[ACTIVITY]
Your answer should be every line of the entries that has the string "SessionProvider" in it.

BEGIN SUPPLIED RECORDS

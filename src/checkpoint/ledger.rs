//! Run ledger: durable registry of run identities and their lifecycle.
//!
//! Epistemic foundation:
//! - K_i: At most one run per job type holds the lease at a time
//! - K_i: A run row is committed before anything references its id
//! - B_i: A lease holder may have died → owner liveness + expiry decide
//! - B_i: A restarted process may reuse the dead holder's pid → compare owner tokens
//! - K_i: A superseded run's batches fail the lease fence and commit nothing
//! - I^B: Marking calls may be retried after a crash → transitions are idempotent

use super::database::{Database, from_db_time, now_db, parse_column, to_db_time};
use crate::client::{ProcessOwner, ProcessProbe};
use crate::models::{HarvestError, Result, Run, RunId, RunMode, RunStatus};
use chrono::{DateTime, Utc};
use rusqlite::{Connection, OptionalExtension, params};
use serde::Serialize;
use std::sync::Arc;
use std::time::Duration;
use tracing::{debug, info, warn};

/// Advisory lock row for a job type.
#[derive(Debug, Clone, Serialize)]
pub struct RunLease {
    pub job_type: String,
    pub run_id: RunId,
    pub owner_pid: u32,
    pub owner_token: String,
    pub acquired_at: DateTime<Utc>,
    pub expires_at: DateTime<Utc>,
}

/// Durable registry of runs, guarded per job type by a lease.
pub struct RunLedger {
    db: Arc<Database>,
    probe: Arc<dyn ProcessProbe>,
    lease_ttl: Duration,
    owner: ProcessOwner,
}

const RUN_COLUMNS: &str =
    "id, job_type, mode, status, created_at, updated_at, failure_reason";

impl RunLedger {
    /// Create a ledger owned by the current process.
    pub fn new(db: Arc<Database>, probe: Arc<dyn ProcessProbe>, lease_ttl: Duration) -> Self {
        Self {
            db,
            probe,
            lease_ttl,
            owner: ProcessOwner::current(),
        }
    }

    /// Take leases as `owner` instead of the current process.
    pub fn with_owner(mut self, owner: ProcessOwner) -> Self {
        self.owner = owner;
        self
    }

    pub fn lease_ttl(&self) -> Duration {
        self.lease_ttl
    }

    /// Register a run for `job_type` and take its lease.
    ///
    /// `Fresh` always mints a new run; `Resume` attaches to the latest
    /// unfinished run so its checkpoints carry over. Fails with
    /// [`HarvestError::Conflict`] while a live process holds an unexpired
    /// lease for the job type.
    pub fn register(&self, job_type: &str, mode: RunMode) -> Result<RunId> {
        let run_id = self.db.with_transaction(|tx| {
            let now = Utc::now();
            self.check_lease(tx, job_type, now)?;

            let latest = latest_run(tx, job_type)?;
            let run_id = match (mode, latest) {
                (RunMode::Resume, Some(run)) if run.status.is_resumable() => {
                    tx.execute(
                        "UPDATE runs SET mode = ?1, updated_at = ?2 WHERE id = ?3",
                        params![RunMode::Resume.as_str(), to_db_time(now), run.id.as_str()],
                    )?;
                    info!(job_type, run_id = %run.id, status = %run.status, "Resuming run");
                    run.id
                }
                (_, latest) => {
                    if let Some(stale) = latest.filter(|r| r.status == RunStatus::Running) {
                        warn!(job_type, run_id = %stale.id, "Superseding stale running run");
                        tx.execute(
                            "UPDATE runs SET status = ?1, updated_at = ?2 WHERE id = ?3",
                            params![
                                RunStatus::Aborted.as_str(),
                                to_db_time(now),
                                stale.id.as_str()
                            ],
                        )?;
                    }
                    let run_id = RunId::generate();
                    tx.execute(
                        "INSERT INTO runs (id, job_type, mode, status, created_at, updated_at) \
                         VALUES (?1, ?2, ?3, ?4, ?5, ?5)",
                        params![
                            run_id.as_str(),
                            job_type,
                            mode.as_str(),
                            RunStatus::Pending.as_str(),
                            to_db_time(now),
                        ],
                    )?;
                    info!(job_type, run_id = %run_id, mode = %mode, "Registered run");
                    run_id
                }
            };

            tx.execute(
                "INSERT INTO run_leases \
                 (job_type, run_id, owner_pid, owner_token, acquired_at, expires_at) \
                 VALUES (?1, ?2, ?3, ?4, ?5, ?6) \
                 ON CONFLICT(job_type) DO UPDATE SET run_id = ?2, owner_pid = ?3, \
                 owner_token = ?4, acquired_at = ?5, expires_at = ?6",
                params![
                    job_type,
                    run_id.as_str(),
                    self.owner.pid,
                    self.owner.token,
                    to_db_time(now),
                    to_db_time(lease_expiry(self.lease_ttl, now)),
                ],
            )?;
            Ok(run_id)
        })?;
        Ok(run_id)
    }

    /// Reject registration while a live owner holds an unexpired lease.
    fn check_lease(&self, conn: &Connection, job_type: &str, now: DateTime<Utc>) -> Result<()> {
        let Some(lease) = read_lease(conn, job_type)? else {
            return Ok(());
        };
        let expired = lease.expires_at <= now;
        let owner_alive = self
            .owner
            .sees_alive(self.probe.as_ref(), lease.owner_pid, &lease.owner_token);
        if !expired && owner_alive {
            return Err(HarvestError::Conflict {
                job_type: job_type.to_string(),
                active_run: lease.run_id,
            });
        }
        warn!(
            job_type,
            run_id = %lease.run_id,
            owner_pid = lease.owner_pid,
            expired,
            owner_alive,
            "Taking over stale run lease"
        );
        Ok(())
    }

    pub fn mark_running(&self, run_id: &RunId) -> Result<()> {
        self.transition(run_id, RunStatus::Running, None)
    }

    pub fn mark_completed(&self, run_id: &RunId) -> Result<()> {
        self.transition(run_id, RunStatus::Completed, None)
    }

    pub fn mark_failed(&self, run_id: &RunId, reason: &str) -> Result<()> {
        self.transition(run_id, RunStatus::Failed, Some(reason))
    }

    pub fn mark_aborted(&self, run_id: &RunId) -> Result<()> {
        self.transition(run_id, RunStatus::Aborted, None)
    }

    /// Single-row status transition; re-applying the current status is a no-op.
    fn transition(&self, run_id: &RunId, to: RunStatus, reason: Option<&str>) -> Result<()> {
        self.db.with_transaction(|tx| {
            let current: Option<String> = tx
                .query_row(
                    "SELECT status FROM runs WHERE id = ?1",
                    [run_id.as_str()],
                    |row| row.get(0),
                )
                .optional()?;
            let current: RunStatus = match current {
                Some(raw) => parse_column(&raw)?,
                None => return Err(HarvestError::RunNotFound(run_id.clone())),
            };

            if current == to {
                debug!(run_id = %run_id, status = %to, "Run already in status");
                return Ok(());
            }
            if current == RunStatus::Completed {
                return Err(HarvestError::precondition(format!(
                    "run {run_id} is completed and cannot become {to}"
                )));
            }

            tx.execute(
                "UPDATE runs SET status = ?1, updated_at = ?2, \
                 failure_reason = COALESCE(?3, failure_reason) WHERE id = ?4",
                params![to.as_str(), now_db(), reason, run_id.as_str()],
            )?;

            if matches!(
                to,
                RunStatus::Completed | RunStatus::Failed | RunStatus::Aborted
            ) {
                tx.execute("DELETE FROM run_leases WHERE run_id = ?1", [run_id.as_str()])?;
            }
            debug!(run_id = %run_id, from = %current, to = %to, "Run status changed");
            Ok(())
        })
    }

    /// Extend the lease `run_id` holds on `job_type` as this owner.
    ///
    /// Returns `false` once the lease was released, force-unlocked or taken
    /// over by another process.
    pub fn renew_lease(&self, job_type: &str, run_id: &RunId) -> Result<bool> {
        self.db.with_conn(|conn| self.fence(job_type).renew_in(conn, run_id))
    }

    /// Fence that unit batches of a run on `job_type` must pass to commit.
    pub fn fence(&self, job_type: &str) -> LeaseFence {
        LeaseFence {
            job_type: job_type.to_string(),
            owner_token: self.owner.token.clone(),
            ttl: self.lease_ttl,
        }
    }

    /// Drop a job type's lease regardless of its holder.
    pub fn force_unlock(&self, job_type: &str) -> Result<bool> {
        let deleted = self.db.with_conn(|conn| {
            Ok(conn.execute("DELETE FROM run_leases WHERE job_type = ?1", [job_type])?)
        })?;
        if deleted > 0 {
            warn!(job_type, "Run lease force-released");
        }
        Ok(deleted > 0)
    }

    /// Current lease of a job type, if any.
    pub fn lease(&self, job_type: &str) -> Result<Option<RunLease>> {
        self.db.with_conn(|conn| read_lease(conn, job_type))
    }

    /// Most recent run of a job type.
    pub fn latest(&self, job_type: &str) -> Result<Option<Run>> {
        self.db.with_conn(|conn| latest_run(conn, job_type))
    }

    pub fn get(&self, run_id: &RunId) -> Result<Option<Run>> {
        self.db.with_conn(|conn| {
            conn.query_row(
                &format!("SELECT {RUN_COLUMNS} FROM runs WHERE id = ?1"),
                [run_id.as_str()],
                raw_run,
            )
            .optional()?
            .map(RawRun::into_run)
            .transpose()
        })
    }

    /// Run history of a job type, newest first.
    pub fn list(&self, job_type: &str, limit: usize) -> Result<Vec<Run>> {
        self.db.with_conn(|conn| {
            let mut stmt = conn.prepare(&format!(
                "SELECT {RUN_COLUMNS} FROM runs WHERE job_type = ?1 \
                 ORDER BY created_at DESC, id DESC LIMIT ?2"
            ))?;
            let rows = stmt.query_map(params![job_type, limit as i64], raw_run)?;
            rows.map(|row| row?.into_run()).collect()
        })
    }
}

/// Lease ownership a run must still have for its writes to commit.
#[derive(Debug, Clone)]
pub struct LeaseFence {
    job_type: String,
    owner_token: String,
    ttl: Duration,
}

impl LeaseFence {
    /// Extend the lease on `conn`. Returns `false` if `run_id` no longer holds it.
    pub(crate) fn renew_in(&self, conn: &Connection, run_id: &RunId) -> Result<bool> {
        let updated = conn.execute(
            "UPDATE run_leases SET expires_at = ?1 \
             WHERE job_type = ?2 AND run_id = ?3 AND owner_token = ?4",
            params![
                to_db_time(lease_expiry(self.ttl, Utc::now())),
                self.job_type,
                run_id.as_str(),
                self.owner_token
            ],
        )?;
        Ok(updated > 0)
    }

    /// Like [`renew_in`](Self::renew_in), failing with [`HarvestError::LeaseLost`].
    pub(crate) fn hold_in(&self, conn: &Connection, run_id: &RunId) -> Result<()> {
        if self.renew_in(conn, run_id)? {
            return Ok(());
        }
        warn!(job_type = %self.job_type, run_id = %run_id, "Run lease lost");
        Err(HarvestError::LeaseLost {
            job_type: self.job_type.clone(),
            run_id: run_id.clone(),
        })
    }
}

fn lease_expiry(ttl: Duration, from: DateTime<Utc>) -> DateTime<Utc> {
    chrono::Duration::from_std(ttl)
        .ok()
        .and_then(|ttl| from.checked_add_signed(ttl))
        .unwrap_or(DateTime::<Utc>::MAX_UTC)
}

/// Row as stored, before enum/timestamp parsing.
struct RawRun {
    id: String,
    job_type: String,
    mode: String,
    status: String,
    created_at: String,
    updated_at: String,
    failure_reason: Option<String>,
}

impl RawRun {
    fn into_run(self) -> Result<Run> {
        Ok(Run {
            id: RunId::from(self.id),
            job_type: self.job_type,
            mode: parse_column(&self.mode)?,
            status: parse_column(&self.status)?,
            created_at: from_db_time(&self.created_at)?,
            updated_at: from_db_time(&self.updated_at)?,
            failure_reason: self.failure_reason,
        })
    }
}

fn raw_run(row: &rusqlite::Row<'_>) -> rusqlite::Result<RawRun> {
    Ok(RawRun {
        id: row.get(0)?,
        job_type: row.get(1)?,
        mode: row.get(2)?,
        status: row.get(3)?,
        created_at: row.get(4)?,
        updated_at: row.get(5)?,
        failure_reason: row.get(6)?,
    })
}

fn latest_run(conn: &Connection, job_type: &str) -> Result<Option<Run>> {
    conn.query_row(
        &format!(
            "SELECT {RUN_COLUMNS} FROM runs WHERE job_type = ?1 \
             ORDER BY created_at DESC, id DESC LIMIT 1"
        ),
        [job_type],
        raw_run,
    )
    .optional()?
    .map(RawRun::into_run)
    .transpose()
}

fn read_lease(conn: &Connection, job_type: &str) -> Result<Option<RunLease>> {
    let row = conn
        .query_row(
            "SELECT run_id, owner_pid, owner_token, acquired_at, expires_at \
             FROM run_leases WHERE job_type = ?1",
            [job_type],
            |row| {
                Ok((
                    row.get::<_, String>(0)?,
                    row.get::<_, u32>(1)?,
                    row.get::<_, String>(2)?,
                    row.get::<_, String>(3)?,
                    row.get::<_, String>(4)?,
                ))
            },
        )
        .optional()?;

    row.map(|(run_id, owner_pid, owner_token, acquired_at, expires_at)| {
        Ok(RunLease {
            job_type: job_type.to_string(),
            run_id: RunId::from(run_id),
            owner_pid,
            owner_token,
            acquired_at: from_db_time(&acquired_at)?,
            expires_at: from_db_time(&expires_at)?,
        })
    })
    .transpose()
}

END SUPPLIED RECORDS
BEGIN SUPPLIED RECORDS

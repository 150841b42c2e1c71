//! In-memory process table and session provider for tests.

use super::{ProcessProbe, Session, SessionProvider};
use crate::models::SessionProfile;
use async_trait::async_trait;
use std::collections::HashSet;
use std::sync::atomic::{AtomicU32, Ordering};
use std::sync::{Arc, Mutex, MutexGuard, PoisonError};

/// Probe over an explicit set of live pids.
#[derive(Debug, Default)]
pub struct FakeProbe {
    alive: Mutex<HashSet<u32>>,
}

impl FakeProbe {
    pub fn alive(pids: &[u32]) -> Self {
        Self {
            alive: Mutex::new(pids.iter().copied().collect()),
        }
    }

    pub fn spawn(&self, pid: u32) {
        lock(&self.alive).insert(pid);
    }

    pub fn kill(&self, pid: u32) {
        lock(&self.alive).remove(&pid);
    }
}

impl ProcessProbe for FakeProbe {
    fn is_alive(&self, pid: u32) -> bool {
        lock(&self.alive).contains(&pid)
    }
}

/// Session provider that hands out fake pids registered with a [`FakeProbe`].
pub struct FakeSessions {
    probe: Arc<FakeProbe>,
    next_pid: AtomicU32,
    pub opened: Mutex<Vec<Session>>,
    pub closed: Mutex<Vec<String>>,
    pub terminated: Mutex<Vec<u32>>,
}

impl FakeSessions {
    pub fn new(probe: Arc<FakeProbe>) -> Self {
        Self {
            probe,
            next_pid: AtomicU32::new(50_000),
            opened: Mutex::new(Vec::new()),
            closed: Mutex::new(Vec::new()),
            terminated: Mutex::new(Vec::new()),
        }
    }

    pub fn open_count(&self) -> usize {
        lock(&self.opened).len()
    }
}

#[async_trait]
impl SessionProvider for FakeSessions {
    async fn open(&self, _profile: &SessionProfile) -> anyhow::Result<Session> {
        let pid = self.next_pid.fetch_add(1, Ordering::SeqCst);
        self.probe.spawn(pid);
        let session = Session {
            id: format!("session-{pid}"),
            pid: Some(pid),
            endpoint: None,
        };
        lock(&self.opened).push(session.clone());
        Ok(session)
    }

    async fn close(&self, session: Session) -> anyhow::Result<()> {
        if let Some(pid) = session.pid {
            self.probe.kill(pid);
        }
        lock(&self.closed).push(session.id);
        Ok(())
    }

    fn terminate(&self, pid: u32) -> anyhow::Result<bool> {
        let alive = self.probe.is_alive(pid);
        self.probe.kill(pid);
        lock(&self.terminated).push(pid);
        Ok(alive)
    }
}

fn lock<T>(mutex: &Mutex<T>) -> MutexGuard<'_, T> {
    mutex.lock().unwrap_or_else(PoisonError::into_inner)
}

END SUPPLIED RECORDS
BEGIN SUPPLIED RECORDS

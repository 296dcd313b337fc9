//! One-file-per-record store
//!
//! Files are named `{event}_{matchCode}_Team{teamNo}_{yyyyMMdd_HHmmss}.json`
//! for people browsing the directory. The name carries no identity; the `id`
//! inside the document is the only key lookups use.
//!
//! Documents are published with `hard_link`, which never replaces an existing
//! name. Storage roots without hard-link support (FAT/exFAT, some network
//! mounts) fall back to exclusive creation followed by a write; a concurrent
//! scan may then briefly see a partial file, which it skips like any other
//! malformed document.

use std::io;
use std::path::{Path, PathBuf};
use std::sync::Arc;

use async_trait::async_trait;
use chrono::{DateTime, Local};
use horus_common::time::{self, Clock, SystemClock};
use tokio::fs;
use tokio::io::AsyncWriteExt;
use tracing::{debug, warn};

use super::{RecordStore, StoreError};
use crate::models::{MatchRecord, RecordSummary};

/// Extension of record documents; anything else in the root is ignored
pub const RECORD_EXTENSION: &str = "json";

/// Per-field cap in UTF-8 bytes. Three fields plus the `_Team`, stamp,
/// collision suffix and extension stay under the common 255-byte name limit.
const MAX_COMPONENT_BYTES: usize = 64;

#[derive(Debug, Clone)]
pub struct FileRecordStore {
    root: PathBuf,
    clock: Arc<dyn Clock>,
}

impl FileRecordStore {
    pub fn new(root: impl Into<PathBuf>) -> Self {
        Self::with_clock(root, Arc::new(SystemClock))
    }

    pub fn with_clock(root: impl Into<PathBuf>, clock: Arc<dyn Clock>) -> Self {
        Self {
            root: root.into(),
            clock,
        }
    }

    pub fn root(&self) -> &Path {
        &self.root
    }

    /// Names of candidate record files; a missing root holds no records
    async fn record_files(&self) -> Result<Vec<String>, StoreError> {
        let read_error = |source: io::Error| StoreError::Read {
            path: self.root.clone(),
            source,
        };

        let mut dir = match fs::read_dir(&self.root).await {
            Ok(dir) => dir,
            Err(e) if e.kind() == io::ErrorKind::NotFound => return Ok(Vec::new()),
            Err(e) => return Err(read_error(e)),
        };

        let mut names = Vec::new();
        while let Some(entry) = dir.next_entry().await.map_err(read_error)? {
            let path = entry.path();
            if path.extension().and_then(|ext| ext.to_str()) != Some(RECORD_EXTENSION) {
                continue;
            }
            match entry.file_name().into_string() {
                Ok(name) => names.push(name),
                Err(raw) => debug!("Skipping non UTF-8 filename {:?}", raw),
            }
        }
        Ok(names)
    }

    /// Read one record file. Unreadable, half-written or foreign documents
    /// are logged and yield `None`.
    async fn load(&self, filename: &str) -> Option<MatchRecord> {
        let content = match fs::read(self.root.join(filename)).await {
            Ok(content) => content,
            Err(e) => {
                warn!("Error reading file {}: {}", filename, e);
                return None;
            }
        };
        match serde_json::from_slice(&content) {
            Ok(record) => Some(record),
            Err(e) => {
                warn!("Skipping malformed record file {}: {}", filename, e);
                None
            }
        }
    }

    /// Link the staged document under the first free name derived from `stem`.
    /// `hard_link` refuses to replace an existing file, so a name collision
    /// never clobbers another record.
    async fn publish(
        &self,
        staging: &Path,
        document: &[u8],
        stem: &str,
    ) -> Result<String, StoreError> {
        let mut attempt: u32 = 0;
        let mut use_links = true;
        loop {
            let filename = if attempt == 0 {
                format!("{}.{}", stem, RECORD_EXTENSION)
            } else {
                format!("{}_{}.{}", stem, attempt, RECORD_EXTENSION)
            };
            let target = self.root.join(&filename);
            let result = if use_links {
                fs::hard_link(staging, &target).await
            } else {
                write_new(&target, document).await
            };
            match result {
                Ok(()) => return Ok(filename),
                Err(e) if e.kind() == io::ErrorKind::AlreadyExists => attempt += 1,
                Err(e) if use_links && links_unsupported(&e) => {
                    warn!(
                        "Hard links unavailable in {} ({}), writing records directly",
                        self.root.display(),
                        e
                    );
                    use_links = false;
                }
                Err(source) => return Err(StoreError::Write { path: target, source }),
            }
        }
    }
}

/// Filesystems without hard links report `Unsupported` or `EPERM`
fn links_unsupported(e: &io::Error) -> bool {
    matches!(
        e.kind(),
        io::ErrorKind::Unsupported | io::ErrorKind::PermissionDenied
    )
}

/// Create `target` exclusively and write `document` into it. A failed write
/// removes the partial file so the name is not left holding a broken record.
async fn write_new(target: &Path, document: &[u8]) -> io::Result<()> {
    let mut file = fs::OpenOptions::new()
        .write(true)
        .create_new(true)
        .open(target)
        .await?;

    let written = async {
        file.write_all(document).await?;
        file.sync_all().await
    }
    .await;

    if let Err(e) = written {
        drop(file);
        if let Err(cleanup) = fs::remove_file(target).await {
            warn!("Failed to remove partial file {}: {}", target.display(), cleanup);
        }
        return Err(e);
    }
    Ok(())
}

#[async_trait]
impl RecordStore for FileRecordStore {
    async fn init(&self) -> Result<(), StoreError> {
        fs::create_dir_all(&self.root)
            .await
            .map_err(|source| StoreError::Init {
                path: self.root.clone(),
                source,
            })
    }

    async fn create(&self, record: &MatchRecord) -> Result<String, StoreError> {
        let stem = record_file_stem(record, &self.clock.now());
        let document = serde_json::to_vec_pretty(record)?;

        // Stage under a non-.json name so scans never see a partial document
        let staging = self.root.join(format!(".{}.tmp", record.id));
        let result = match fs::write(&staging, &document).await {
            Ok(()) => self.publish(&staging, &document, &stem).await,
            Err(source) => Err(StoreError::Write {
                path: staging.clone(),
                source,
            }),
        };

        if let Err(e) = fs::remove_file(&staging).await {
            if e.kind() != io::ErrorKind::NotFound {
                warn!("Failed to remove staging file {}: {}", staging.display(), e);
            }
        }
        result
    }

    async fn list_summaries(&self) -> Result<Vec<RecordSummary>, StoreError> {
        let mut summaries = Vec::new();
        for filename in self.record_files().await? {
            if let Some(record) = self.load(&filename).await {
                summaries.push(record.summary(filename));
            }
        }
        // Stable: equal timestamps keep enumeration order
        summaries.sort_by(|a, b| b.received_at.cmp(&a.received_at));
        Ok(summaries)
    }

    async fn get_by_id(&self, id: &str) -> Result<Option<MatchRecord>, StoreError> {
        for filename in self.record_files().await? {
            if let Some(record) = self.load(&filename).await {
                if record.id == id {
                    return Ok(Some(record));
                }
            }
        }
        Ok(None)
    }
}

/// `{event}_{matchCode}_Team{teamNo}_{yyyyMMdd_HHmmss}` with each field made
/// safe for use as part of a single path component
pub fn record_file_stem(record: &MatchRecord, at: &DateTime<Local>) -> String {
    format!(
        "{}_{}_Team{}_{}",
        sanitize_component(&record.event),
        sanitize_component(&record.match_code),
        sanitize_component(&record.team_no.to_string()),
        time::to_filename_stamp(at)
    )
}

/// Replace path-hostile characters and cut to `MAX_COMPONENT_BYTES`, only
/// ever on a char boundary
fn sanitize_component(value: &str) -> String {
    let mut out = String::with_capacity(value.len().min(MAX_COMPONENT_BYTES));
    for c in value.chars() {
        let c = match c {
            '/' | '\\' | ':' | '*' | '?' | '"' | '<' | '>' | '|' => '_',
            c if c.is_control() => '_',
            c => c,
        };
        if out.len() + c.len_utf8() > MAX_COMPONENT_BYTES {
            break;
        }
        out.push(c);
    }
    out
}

END SUPPLIED RECORDS

[SOLUTION TO THE PROBLEM]
use super::{ProcessProbe, Session, SessionProvider};
impl SessionProvider for FakeSessions {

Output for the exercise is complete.